··· DATASET CONTENT

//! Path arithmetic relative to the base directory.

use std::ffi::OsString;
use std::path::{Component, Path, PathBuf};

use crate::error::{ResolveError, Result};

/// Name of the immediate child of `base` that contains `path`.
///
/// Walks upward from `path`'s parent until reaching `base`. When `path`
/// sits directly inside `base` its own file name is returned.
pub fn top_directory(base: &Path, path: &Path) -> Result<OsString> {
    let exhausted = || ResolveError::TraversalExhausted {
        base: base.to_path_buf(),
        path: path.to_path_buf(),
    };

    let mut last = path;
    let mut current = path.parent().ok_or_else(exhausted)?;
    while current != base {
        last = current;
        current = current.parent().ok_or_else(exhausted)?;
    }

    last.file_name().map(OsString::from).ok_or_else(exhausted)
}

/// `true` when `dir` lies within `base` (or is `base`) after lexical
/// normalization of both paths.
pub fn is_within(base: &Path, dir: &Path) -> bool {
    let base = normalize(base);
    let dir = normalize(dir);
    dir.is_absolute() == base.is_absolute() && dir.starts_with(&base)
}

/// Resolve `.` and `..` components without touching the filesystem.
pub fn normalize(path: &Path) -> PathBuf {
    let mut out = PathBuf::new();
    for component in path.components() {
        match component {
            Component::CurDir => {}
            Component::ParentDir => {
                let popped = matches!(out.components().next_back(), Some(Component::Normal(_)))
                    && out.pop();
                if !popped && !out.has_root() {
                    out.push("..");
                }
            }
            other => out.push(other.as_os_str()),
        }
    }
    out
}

······
··· DATASET CONTENT

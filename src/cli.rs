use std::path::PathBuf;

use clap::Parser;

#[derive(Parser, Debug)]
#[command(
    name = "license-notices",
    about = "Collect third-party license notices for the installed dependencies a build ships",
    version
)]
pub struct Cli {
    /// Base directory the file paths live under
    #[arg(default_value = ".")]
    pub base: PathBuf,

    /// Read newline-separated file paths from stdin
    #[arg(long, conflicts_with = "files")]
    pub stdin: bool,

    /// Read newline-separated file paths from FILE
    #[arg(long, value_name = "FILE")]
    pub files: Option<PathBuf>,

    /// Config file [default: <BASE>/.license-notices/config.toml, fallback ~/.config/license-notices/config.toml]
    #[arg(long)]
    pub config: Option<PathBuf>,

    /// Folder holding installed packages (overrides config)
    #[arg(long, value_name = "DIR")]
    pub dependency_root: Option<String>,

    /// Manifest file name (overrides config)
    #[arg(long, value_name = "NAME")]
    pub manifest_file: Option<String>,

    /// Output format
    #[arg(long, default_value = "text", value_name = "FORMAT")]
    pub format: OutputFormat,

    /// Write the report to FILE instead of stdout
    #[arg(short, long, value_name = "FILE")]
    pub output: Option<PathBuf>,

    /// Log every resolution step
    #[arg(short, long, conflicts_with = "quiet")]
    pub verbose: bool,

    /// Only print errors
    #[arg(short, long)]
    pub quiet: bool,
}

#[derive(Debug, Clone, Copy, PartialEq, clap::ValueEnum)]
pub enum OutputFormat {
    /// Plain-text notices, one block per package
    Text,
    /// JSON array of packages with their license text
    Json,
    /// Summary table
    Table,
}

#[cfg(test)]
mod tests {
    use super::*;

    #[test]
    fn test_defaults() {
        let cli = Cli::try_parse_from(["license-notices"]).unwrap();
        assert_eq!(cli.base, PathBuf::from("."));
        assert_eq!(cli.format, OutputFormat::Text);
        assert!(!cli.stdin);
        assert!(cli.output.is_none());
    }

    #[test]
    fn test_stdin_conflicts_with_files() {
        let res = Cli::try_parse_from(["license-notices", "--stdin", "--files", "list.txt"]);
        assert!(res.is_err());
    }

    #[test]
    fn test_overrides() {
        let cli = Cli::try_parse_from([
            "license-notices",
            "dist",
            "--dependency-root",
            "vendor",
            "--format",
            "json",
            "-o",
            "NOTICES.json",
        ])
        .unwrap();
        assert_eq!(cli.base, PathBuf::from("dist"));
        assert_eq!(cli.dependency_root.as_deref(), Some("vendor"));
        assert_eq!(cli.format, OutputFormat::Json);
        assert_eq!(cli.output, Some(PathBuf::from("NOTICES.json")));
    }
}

······
··· DATASET CONTENT

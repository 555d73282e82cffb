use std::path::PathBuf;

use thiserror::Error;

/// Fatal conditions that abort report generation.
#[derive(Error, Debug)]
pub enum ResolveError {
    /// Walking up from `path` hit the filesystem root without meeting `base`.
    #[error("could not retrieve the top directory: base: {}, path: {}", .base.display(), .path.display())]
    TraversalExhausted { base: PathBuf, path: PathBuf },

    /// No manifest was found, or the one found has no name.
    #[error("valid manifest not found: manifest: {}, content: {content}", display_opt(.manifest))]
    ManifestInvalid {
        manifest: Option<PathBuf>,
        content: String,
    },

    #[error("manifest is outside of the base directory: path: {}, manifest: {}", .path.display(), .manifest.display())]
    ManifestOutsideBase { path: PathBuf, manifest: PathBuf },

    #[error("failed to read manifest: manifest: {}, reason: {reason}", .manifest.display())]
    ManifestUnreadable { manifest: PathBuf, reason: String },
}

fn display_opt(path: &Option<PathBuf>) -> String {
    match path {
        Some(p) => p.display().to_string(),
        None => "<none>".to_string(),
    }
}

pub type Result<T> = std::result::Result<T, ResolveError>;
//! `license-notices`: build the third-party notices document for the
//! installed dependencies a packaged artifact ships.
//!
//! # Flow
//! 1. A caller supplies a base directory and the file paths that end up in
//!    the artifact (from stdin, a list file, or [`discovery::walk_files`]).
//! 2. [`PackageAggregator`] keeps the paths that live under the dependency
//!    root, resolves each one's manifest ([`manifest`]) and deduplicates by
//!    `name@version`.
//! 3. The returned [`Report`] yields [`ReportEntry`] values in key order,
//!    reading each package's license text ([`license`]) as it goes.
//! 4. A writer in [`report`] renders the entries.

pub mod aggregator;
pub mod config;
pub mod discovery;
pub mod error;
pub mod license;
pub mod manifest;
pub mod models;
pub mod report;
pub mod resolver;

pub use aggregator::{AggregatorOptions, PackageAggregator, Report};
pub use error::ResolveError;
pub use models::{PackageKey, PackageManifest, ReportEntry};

······

### [WHAT YOU WILL DO]
In the data above, start at the line that has "third-party license notices", stop after the line that has "paths from stdin", and print every line in between exactly as it stands.

### [OUTPUT FOR THIS EXERCISE]
    about = "Collect third-party license notices for the installed dependencies a build ships",
    version
)]
pub struct Cli {
    /// Base directory the file paths live under
    #[arg(default_value = ".")]
    pub base: PathBuf,

    /// Read newline-separated file paths from stdin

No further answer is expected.